Della serie: notizie che non fanno notizia. Un “mosaico” di “notiziole”, pubblicate qua e là, passano inosservate, ma messe insieme danno il senso di una “politica”, di una strategia; peccato restino confinate in ristretti circoli di specialisti e analisti: aiutano a capire quello che accade, al di là delle declamazioni di tanti “esperti” buoni per dire che la guerra è
brutta e la pace è bella.
Si può cominciare da Bloomberg Busineeweek: da mesi, numero dopo numero, ricorda che la “Cina è protagonista di una massiccia ristrutturazione della sua politica estera e militare”. Una ristrutturazione che guarda verso l’Africa, considerata evidentemente vero e proprio territorio di conquista. Foreign Affairs avverte che il volume d’affari negoziato tra Cina e affamatissimi regimi africani disposti a tutto è di circa 200 miliardi di dollari.
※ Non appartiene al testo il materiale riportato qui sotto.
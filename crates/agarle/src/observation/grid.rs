//! Grid encoder: category toggles plus a summed-mass grid over the arena.

use super::{Buffer, CELL_COLUMNS, Encoder, Observation, STATIC_COLUMNS, cell_tables, static_table};
use crate::config::ObservationConfig;
use crate::entity::{Body, Pid};
use crate::world::{GameState, WorldBorder};

const CHANNELS: usize = 5;
const CH_PELLETS: usize = 0;
const CH_VIRUSES: usize = 1;
const CH_FOODS: usize = 2;
const CH_AGENT: usize = 3;
const CH_OTHERS: usize = 4;

/// Which categories the grid encoder reports.
#[derive(Debug, Clone, Copy, PartialEq, Eq)]
pub struct GridToggles {
    /// The observed player's own cells.
    pub cells: bool,
    pub others: bool,
    pub viruses: bool,
    /// Pellets and ejected food.
    pub food: bool,
}

impl Default for GridToggles {
    fn default() -> Self {
        Self {
            cells: true,
            others: true,
            viruses: true,
            food: true,
        }
    }
}

impl From<&ObservationConfig> for GridToggles {
    fn from(config: &ObservationConfig) -> Self {
        Self {
            cells: config.observe_cells,
            others: config.observe_others,
            viruses: config.observe_viruses,
            food: config.observe_food,
        }
    }
}

/// Disabled categories still produce a zero-row table and a zero channel, so
/// the observation layout never depends on the toggles.
#[derive(Debug, Clone, Copy)]
pub struct GridEncoder {
    grid_size: usize,
    toggles: GridToggles,
}

impl GridEncoder {
    pub fn new(grid_size: usize, toggles: GridToggles) -> Self {
        Self {
            grid_size: grid_size.max(1),
            toggles,
        }
    }

    #[inline]
    pub fn grid_size(&self) -> usize {
        self.grid_size
    }

    #[inline]
    pub fn toggles(&self) -> GridToggles {
        self.toggles
    }
}

struct MassGrid<'a> {
    data: Vec<f32>,
    size: usize,
    border: &'a WorldBorder,
}

impl<'a> MassGrid<'a> {
    fn new(size: usize, border: &'a WorldBorder) -> Self {
        Self {
            data: vec![0.0; CHANNELS * size * size],
            size,
            border,
        }
    }

    #[inline]
    fn square(&self, value: f32, min: f32, extent: f32) -> usize {
        let g = ((value - min) / extent * self.size as f32).floor();
        (g.max(0.0) as usize).min(self.size - 1)
    }

    fn add<B: Body>(&mut self, channel: usize, body: &B) {
        let p = body.position();
        let col = self.square(p.x, self.border.min_x, self.border.width);
        let row = self.square(p.y, self.border.min_y, self.border.height);
        self.data[(channel * self.size + row) * self.size + col] += body.mass();
    }

    fn into_buffer(self) -> Buffer {
        Buffer::new(self.data, vec![CHANNELS, self.size, self.size])
    }
}

impl Encoder for GridEncoder {
    fn encode(&self, pid: Pid, state: &GameState) -> Observation {
        let t = self.toggles;
        let mut grid = MassGrid::new(self.grid_size, state.border());

        let (pellets, foods) = if t.food {
            state.pellets().iter().for_each(|p| grid.add(CH_PELLETS, p));
            state.foods().iter().for_each(|f| grid.add(CH_FOODS, f));
            (static_table(state.pellets()), static_table(state.foods()))
        } else {
            (Buffer::empty(STATIC_COLUMNS), Buffer::empty(STATIC_COLUMNS))
        };
        let viruses = if t.viruses {
            state.viruses().iter().for_each(|v| grid.add(CH_VIRUSES, v));
            static_table(state.viruses())
        } else {
            Buffer::empty(STATIC_COLUMNS)
        };

        for player in state.players() {
            let own = player.pid() == pid;
            if (own && t.cells) || (!own && t.others) {
                let channel = if own { CH_AGENT } else { CH_OTHERS };
                player.cells().iter().for_each(|c| grid.add(channel, c));
            }
        }
        let (agent, others) = cell_tables(pid, state);
        let agent = if t.cells { agent } else { Buffer::empty(CELL_COLUMNS) };
        let others = if t.others { others } else { Buffer::empty(CELL_COLUMNS) };

        Observation::new(vec![pellets, viruses, foods, agent, others, grid.into_buffer()])
    }
}

#[cfg(test)]
mod tests {
    use glam::Vec2;

    use super::*;
    use crate::entity::{Cell, Color, Food, Pellet, Player, Virus};

    fn sample_state() -> GameState {
        let mut state = GameState::new(WorldBorder::new(1000.0, 1000.0));
        state.pellets.push(Pellet::new(1, Vec2::new(10.0, 10.0), 1.0));
        state.pellets.push(Pellet::new(2, Vec2::new(15.0, 10.0), 1.0));
        state.viruses.push(Virus::new(3, Vec2::new(990.0, 10.0), 100.0));
        state.foods.push(Food::new(4, Vec2::new(500.0, 500.0), Vec2::ZERO, 13.0, 0));
        let mut me = Player::new(1, "me", Color::default());
        me.add_cell(Cell::new(5, Vec2::new(1000.0, 1000.0), 10.0, 0));
        let mut other = Player::new(2, "other", Color::default());
        other.add_cell(Cell::new(6, Vec2::new(10.0, 990.0), 20.0, 0));
        state.players.insert(1, me);
        state.players.insert(2, other);
        state
    }

    #[test]
    fn grid_sums_mass_per_square() {
        let state = sample_state();
        let obs = GridEncoder::new(4, GridToggles::default()).encode(1, &state);
        let grid = obs.grid().unwrap();
        assert_eq!(grid.shape(), &[5, 4, 4]);
        let at = |ch: usize, row: usize, col: usize| grid.data()[(ch * 4 + row) * 4 + col];
        assert_eq!(at(CH_PELLETS, 0, 0), 2.0);
        assert_eq!(at(CH_VIRUSES, 0, 3), 100.0);
        assert_eq!(at(CH_FOODS, 2, 2), 13.0);
        // The far edge falls in the last square.
        assert_eq!(at(CH_AGENT, 3, 3), 10.0);
        assert_eq!(at(CH_OTHERS, 3, 0), 20.0);
        assert_eq!(grid.data().iter().sum::<f32>(), 145.0);
    }

    #[test]
    fn disabled_categories_are_empty_not_absent() {
        let state = sample_state();
        let toggles = GridToggles {
            cells: false,
            others: true,
            viruses: false,
            food: false,
        };
        let obs = GridEncoder::new(8, toggles).encode(1, &state);
        assert_eq!(obs.buffers().len(), 6);
        assert_eq!(obs.pellets().shape(), &[0, STATIC_COLUMNS]);
        assert_eq!(obs.foods().shape(), &[0, STATIC_COLUMNS]);
        assert_eq!(obs.viruses().shape(), &[0, STATIC_COLUMNS]);
        assert_eq!(obs.agent().shape(), &[0, CELL_COLUMNS]);
        assert_eq!(obs.others().shape(), &[1, CELL_COLUMNS]);
        assert_eq!(obs.grid().unwrap().data().iter().sum::<f32>(), 20.0);
    }
}
//! World state management.
//!
//! [`GameState`] is the aggregate root owned by the engine. Outside the
//! engine it is only reachable through shared references, usually wrapped in
//! a [`GameView`].

use std::collections::{BTreeMap, HashSet};

use glam::Vec2;
use rand::Rng;

use crate::config::Config;
use crate::entity::{Body, Cell, Color, Food, Pellet, Pid, Player, Virus};
use crate::error::{EnvError, Result};

/// World border bounds. The arena spans `[0, width] x [0, height]`.
#[derive(Debug, Clone, Copy, PartialEq)]
pub struct WorldBorder {
    pub min_x: f32,
    pub min_y: f32,
    pub max_x: f32,
    pub max_y: f32,
    pub width: f32,
    pub height: f32,
}

impl WorldBorder {
    pub fn new(width: f32, height: f32) -> Self {
        Self {
            min_x: 0.0,
            min_y: 0.0,
            max_x: width,
            max_y: height,
            width,
            height,
        }
    }

    /// Random position that keeps a circle of `radius` inside the border.
    pub fn random_position(&self, rng: &mut impl Rng, radius: f32) -> Vec2 {
        let x = Self::random_axis(rng, self.min_x, self.max_x, radius);
        let y = Self::random_axis(rng, self.min_y, self.max_y, radius);
        Vec2::new(x, y)
    }

    fn random_axis(rng: &mut impl Rng, min: f32, max: f32, radius: f32) -> f32 {
        let (lo, hi) = (min + radius, max - radius);
        if lo < hi {
            rng.random_range(lo..hi)
        } else {
            (min + max) / 2.0
        }
    }

    /// Clamp a circle center so the circle stays inside. Circles wider than
    /// the arena are centered.
    #[inline]
    pub fn clamp_circle(&self, position: Vec2, radius: f32) -> Vec2 {
        Vec2::new(
            Self::clamp_axis(position.x, self.min_x, self.max_x, radius),
            Self::clamp_axis(position.y, self.min_y, self.max_y, radius),
        )
    }

    #[inline]
    fn clamp_axis(value: f32, min: f32, max: f32, radius: f32) -> f32 {
        let (lo, hi) = (min + radius, max - radius);
        if lo <= hi {
            value.clamp(lo, hi)
        } else {
            (min + max) / 2.0
        }
    }

    #[inline]
    pub fn contains_circle(&self, position: Vec2, radius: f32) -> bool {
        const EPS: f32 = 1e-3;
        position.x - radius >= self.min_x - EPS
            && position.x + radius <= self.max_x + EPS
            && position.y - radius >= self.min_y - EPS
            && position.y + radius <= self.max_y + EPS
    }
}

/// Every entity in the arena.
#[derive(Debug, Clone)]
pub struct GameState {
    pub(crate) players: BTreeMap<Pid, Player>,
    pub(crate) pellets: Vec<Pellet>,
    pub(crate) viruses: Vec<Virus>,
    pub(crate) foods: Vec<Food>,
    pub(crate) border: WorldBorder,
}

impl GameState {
    pub fn new(border: WorldBorder) -> Self {
        Self {
            players: BTreeMap::new(),
            pellets: Vec::with_capacity(1024),
            viruses: Vec::with_capacity(64),
            foods: Vec::with_capacity(256),
            border,
        }
    }

    #[inline]
    pub fn border(&self) -> &WorldBorder {
        &self.border
    }

    /// Players in ascending pid order.
    #[inline]
    pub fn players(&self) -> impl Iterator<Item = &Player> {
        self.players.values()
    }

    #[inline]
    pub fn player(&self, pid: Pid) -> Option<&Player> {
        self.players.get(&pid)
    }

    #[inline]
    pub fn pellets(&self) -> &[Pellet] {
        &self.pellets
    }

    #[inline]
    pub fn viruses(&self) -> &[Virus] {
        &self.viruses
    }

    #[inline]
    pub fn foods(&self) -> &[Food] {
        &self.foods
    }

    /// Cells of every live player, in pid order.
    pub fn cells(&self) -> impl Iterator<Item = (Pid, &Cell)> {
        self.players
            .values()
            .flat_map(|p| p.cells.iter().map(move |c| (p.pid(), c)))
    }

    /// Drop all world entities and every player's cells.
    pub(crate) fn clear(&mut self) {
        self.pellets.clear();
        self.viruses.clear();
        self.foods.clear();
        for player in self.players.values_mut() {
            player.kill();
            player.action = Default::default();
        }
    }

    /// Sum of the mass of every live entity.
    pub fn total_mass(&self) -> f32 {
        let pellets: f32 = self.pellets.iter().map(Body::mass).sum();
        let viruses: f32 = self.viruses.iter().map(Body::mass).sum();
        let foods: f32 = self.foods.iter().map(Body::mass).sum();
        let cells: f32 = self.players.values().map(Player::total_mass).sum();
        pellets + viruses + foods + cells
    }

    #[inline]
    pub fn cell_counts(&self) -> CellCounts {
        let cells = self.players.values().map(|p| p.cells.len()).sum();
        CellCounts {
            cells,
            pellets: self.pellets.len(),
            viruses: self.viruses.len(),
            foods: self.foods.len(),
            alive_players: self.players.values().filter(|p| !p.is_dead()).count(),
        }
    }

    /// Live players by total mass, heaviest first.
    pub fn leaderboard(&self) -> Vec<LeaderboardEntry> {
        let mut entries: Vec<LeaderboardEntry> = self
            .players
            .values()
            .filter(|p| !p.is_dead())
            .map(|p| LeaderboardEntry {
                pid: p.pid(),
                name: p.name().to_string(),
                score: p.total_mass(),
            })
            .collect();
        entries.sort_by(|a, b| b.score.total_cmp(&a.score).then(a.pid.cmp(&b.pid)));
        entries
    }

    /// Verify the structural invariants: unique entity ids, positive mass on
    /// every live cell, every body inside the border.
    pub fn check_invariants(&self) -> Result<()> {
        let mut ids = HashSet::new();
        let mut claim = |id: u32, what: &str| {
            if ids.insert(id) {
                Ok(())
            } else {
                Err(EnvError::InvariantViolation(format!("entity {id} ({what}) is held twice")))
            }
        };
        for pellet in &self.pellets {
            claim(pellet.id, "pellet")?;
        }
        for virus in &self.viruses {
            claim(virus.id, "virus")?;
        }
        for food in &self.foods {
            claim(food.id, "food")?;
        }
        for player in self.players.values() {
            for cell in &player.cells {
                claim(cell.id, "cell")?;
                if !(cell.mass() > 0.0) {
                    return Err(EnvError::InvariantViolation(format!(
                        "cell {} of player {} has mass {}",
                        cell.id,
                        player.pid(),
                        cell.mass()
                    )));
                }
                let fits = 2.0 * cell.radius() <= self.border.width.min(self.border.height);
                if fits && !self.border.contains_circle(cell.position, cell.radius()) {
                    return Err(EnvError::InvariantViolation(format!(
                        "cell {} at {} escapes the arena",
                        cell.id, cell.position
                    )));
                }
            }
        }
        Ok(())
    }
}

/// A leaderboard entry.
#[derive(Debug, Clone, PartialEq)]
pub struct LeaderboardEntry {
    pub pid: Pid,
    pub name: String,
    /// Total mass.
    pub score: f32,
}

/// Entity count statistics.
#[derive(Debug, Clone, Copy, Default, PartialEq, Eq)]
pub struct CellCounts {
    pub cells: usize,
    pub pellets: usize,
    pub viruses: usize,
    pub foods: usize,
    pub alive_players: usize,
}

/// Read-only view of committed state handed to bots, renderers and encoders.
#[derive(Debug, Clone, Copy)]
pub struct GameView<'a> {
    state: &'a GameState,
    config: &'a Config,
    tick: u64,
}

impl<'a> GameView<'a> {
    pub fn new(state: &'a GameState, config: &'a Config, tick: u64) -> Self {
        Self { state, config, tick }
    }

    #[inline]
    pub fn state(&self) -> &'a GameState {
        self.state
    }

    /// Rules in force (eat ratio, pop threshold, ...).
    #[inline]
    pub fn config(&self) -> &'a Config {
        self.config
    }

    #[inline]
    pub fn tick(&self) -> u64 {
        self.tick
    }

    #[inline]
    pub fn border(&self) -> &'a WorldBorder {
        &self.state.border
    }

    #[inline]
    pub fn player(&self, pid: Pid) -> Option<&'a Player> {
        self.state.players.get(&pid)
    }

    #[inline]
    pub fn players(&self) -> impl Iterator<Item = &'a Player> {
        self.state.players.values()
    }

    #[inline]
    pub fn pellets(&self) -> &'a [Pellet] {
        &self.state.pellets
    }

    #[inline]
    pub fn viruses(&self) -> &'a [Virus] {
        &self.state.viruses
    }

    #[inline]
    pub fn foods(&self) -> &'a [Food] {
        &self.state.foods
    }
}

/// Generate a random color.
#[inline]
pub fn random_color(rng: &mut impl Rng) -> Color {
    Color::new(
        rng.random_range(50..=255),
        rng.random_range(50..=255),
        rng.random_range(50..=255),
    )
}
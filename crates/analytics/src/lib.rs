//! # Parallax Correlation & Drift Engine
//!
//! Quantifies how closely a weighted basket of proxies follows a target over an
//! aligned window.
//!
//! ## Architectural Principles
//!
//! - **Pure logic:** this crate performs no I/O. It reads an `AlignedFrame`
//!   and a `WeightVector` and returns new values.
//! - **Stateless recomputation:** `DriftEngine` keeps no cache. Every slider
//!   move in a UI produces a fresh weight vector and a fresh drift series.
//! - **Explicit undefined values:** divisions by a zero variance and cells with
//!   no data surface as `Measure::Undefined`, never as zero.
//!
//! ## Public API
//!
//! - `DriftEngine`: correlation matrix, composite, drift, drift cone, report.
//! - `TrackingReport`: correlation, volatility and tracking-error figures.
//! - `TrackingDesign`: the least-squares inputs consumed by the optimizer.
//! - `AnalyticsError`: the specific error types that can be returned from this crate.

// Declare the modules that constitute this crate.
pub mod engine;
pub mod error;
pub mod report;
pub mod series;
pub mod stats;

// Re-export the key components to create a clean, public-facing API.
pub use engine::{DriftEngine, TrackingDesign};
pub use error::AnalyticsError;
pub use report::TrackingReport;
pub use series::{
    CompositeSeries, ConePoint, CorrelationMatrix, CumulativeDrift, DriftSeries, PerformancePaths,
    SeriesPoint,
};
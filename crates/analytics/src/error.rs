use thiserror::Error;

#[derive(Error, Debug, Clone, PartialEq)]
pub enum AnalyticsError {
    #[error("Symbol '{0}' is not present in the aligned frame")]
    UnknownSymbol(String),

    #[error("Not enough data to perform calculation: {0}")]
    NotEnoughData(String),

    #[error("Invalid weights: {0}")]
    InvalidWeights(String),
}
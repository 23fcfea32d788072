use crate::DataSource;
use crate::error::RetrievalError;
use crate::mock::{MOCK_PROVIDER, MockSource};
use crate::yahoo::YahooSource;
use async_trait::async_trait;
use configuration::DataSourceConfig;
use core_types::{DateRange, PriceSeries};
use futures::future::join_all;
use std::collections::HashMap;
use std::sync::Arc;
use tracing::{debug, warn};

/// The facade the rest of the application fetches through.
///
/// Resolves each symbol to a provider (per-symbol override, else the default)
/// and, when enabled, answers from the mock provider if the routed one is
/// unavailable. Symbol lookups in the override table ignore case.
#[derive(Clone)]
pub struct DataRouter {
    providers: HashMap<String, Arc<dyn DataSource>>,
    default_provider: String,
    overrides: HashMap<String, String>,
    fallback_to_mock: bool,
}

impl std::fmt::Debug for DataRouter {
    fn fmt(&self, f: &mut std::fmt::Formatter<'_>) -> std::fmt::Result {
        let mut providers: Vec<&String> = self.providers.keys().collect();
        providers.sort();
        f.debug_struct("DataRouter")
            .field("providers", &providers)
            .field("default_provider", &self.default_provider)
            .field("overrides", &self.overrides)
            .field("fallback_to_mock", &self.fallback_to_mock)
            .finish()
    }
}

impl DataRouter {
    /// A router with the built-in providers (`mock`, `yahoo`) registered.
    pub fn from_config(config: &DataSourceConfig) -> Result<Self, RetrievalError> {
        let yahoo: Arc<dyn DataSource> = Arc::new(YahooSource::new()?);
        Self::new(config, [yahoo])
    }

    /// A router over `providers`. The mock provider is always registered so
    /// the fallback has somewhere to go; a provider named `mock` replaces it.
    pub fn new<I>(config: &DataSourceConfig, providers: I) -> Result<Self, RetrievalError>
    where
        I: IntoIterator<Item = Arc<dyn DataSource>>,
    {
        let mut router = Self {
            providers: HashMap::new(),
            default_provider: config.default_provider.to_lowercase(),
            overrides: config
                .overrides
                .iter()
                .map(|(symbol, provider)| (symbol.to_uppercase(), provider.to_lowercase()))
                .collect(),
            fallback_to_mock: config.fallback_to_mock,
        };
        router.register(Arc::new(MockSource::default()));
        for source in providers {
            router.register(source);
        }
        router.check_routes()?;
        Ok(router)
    }

    /// Registers `source` under its own name, replacing any provider of that name.
    pub fn register(&mut self, source: Arc<dyn DataSource>) {
        self.providers.insert(source.name().to_lowercase(), source);
    }

    /// Fails if the default or any override names an unregistered provider.
    pub fn check_routes(&self) -> Result<(), RetrievalError> {
        std::iter::once(&self.default_provider)
            .chain(self.overrides.values())
            .find(|name| !self.providers.contains_key(name.as_str()))
            .map_or(Ok(()), |name| Err(RetrievalError::UnknownProvider(name.clone())))
    }

    /// The provider name `symbol` routes to.
    pub fn provider_for(&self, symbol: &str) -> &str {
        self.overrides
            .get(&symbol.to_uppercase())
            .unwrap_or(&self.default_provider)
    }

    /// Fetches every symbol concurrently. Results are in input order.
    pub async fn fetch_all(
        &self,
        symbols: &[String],
        range: &DateRange,
    ) -> Vec<Result<PriceSeries, RetrievalError>> {
        join_all(symbols.iter().map(|s| self.fetch(s, range))).await
    }

    fn source(&self, name: &str) -> Result<&Arc<dyn DataSource>, RetrievalError> {
        self.providers
            .get(name)
            .ok_or_else(|| RetrievalError::UnknownProvider(name.to_string()))
    }
}

#[async_trait]
impl DataSource for DataRouter {
    fn name(&self) -> &str {
        "router"
    }

    async fn fetch(&self, symbol: &str, range: &DateRange) -> Result<PriceSeries, RetrievalError> {
        let provider = self.provider_for(symbol);
        debug!(symbol, provider, "Routing fetch");
        let result = self.source(provider)?.fetch(symbol, range).await;

        match result {
            Err(err) if err.is_unavailable() && self.fallback_to_mock && provider != MOCK_PROVIDER => {
                warn!(symbol, provider, error = %err, "Provider unavailable; serving mock data");
                self.source(MOCK_PROVIDER)?.fetch(symbol, range).await
            }
            other => other,
        }
    }
}
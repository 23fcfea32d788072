use serde::{Deserialize, Serialize};
use std::fmt;

/// A computed statistic that is either a finite number or explicitly undefined.
///
/// Divisions by a zero variance, returns off a zero price and cells with no
/// data all produce `Undefined`. It is never coerced to zero, so a consumer
/// rendering a heatmap or a chart can tell "no relationship" from "no answer".
#[derive(Debug, Clone, Copy, PartialEq, Serialize, Deserialize)]
#[serde(rename_all = "snake_case")]
pub enum Measure {
    Value(f64),
    Undefined,
}

impl Measure {
    /// Wraps a raw float, mapping NaN and infinities to `Undefined`.
    pub fn from_f64(value: f64) -> Self {
        if value.is_finite() {
            Measure::Value(value)
        } else {
            Measure::Undefined
        }
    }

    pub fn value(&self) -> Option<f64> {
        match self {
            Measure::Value(v) => Some(*v),
            Measure::Undefined => None,
        }
    }

    pub fn is_undefined(&self) -> bool {
        matches!(self, Measure::Undefined)
    }

    /// Applies `f` to a defined value; the result is checked for finiteness again.
    pub fn map<F>(self, f: F) -> Self
    where
        F: FnOnce(f64) -> f64,
    {
        match self {
            Measure::Value(v) => Measure::from_f64(f(v)),
            Measure::Undefined => Measure::Undefined,
        }
    }
}

impl From<Option<f64>> for Measure {
    fn from(value: Option<f64>) -> Self {
        value.map_or(Measure::Undefined, Measure::from_f64)
    }
}

impl fmt::Display for Measure {
    fn fmt(&self, f: &mut fmt::Formatter<'_>) -> fmt::Result {
        match self {
            Measure::Value(v) => match f.precision() {
                Some(p) => write!(f, "{:.*}", p, v),
                None => write!(f, "{}", v),
            },
            Measure::Undefined => f.write_str("undefined"),
        }
    }
}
In parallelo, il New York Times calcola che la spesa militare di Pechino ogni Anno aumenta di circa il 9,5 per cento (il complesso militare-industriale non è solo yankee), e attualmente oscilla sui 145 miliardi di dollari.
Sempre Pechino, senza troppo clamore a un recente forum di cooperazione Cina-Africa, con il presidente Xi Jinping, fa sapere che intende investire almeno sessanta di miliardi di dollari nel continente africano. Una “penetrazione” che si concretizza, per esempio, con accordi per la costruzione della prima base navale cinese oltre confine: a Gibuti. E’ appena il caso di sottolineare che Gibuti si affaccia sul golfo di Aden, lì transita circa il 40 per cento del traffico commerciale tra Asia ed Europa. Pechino dice che “gli impianti aiuteranno la Cina a collaborare con l’ONU per il mantenimento della pace nell’area”. Ora e sempre: follow the money.